[Start of Attachment]

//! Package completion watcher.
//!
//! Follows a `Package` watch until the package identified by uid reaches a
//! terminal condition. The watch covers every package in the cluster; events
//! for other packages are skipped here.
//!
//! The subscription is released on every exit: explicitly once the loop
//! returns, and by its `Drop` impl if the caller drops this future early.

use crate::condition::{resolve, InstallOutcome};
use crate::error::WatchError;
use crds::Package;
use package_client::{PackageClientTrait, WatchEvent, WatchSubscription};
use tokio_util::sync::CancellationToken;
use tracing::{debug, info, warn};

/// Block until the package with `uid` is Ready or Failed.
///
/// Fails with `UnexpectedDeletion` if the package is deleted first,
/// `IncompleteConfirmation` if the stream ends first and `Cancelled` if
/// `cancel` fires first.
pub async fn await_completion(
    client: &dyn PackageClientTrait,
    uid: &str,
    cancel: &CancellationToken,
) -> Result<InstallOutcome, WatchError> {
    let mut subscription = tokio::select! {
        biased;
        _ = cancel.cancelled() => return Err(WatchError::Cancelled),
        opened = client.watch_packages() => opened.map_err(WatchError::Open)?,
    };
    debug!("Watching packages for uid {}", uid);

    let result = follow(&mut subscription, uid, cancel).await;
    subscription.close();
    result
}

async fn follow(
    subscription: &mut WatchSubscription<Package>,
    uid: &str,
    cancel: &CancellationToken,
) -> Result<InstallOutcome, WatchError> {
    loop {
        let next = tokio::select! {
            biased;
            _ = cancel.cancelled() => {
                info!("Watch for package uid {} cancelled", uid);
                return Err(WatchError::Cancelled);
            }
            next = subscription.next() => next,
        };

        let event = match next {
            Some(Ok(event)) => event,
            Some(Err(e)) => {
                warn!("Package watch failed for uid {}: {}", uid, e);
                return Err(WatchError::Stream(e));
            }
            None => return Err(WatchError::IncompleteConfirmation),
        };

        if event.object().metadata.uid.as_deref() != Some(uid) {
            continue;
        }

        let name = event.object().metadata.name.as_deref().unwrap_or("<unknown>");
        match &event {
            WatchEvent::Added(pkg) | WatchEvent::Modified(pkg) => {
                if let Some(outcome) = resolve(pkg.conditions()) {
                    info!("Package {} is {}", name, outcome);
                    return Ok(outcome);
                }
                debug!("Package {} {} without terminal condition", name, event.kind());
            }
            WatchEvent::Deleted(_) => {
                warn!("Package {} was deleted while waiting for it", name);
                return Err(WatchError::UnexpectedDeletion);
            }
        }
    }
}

[End of Attachment]
[Start of Attachment]

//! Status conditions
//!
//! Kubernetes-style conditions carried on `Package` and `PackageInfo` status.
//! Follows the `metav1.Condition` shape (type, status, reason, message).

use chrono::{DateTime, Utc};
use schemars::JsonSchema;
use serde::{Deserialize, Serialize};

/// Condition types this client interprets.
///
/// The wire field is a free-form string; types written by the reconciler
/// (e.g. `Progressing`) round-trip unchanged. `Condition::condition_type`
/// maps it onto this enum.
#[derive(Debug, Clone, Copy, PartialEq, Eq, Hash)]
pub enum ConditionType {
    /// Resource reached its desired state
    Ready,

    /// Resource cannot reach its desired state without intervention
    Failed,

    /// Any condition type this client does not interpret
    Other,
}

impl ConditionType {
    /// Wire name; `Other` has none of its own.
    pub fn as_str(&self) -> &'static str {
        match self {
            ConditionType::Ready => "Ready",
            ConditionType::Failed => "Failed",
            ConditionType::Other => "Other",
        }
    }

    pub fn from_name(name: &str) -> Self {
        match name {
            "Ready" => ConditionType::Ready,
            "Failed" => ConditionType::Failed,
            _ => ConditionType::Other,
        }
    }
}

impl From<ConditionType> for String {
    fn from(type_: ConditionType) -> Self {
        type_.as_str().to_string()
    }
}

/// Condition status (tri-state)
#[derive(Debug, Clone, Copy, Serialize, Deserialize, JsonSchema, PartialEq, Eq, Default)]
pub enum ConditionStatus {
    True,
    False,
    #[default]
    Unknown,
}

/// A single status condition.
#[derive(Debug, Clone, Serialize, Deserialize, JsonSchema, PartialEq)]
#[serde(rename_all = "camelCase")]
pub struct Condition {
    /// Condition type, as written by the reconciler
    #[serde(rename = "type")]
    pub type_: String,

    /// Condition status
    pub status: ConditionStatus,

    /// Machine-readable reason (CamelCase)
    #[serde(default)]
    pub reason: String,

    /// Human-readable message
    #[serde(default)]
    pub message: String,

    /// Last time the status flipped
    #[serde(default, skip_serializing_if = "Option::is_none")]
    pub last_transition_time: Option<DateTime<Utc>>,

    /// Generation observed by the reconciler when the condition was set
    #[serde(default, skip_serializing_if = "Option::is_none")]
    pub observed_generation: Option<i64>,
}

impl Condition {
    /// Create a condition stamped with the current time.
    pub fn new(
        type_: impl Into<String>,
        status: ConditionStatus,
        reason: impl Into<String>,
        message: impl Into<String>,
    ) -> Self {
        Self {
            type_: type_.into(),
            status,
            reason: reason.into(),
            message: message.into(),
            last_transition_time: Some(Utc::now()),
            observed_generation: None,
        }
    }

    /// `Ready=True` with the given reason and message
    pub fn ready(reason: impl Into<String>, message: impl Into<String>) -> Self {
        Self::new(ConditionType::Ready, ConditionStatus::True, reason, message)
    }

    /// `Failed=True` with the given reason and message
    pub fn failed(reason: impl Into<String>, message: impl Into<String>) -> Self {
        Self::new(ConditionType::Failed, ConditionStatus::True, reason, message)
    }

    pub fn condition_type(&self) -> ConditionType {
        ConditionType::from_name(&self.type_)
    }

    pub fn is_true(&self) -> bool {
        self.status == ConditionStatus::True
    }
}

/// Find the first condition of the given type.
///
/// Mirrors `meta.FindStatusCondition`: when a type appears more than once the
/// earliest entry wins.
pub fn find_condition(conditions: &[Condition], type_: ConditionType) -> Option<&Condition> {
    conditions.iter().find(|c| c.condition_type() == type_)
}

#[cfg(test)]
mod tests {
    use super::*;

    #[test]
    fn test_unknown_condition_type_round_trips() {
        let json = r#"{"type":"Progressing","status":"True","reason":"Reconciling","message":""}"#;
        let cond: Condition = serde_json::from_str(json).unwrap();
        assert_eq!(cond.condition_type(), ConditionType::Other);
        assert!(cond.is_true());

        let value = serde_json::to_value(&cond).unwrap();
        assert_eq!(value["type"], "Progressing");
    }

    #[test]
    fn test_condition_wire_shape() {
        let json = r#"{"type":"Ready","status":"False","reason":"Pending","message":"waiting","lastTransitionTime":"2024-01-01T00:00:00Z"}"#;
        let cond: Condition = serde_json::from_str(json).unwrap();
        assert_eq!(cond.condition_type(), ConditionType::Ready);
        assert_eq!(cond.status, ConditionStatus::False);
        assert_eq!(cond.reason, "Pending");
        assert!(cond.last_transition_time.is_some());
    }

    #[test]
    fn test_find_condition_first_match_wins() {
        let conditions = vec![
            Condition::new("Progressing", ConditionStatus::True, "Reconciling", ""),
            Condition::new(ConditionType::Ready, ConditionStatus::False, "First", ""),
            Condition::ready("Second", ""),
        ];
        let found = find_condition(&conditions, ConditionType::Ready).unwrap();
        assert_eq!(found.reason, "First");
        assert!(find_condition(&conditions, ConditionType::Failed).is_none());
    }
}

[End of Attachment]

What this task involves ->
Only the lines of the data holding the string "once" are wanted; copy each of them.

Result of this exercise ->
//! The subscription is released on every exit: explicitly once the loop
/// Mirrors `meta.FindStatusCondition`: when a type appears more than once the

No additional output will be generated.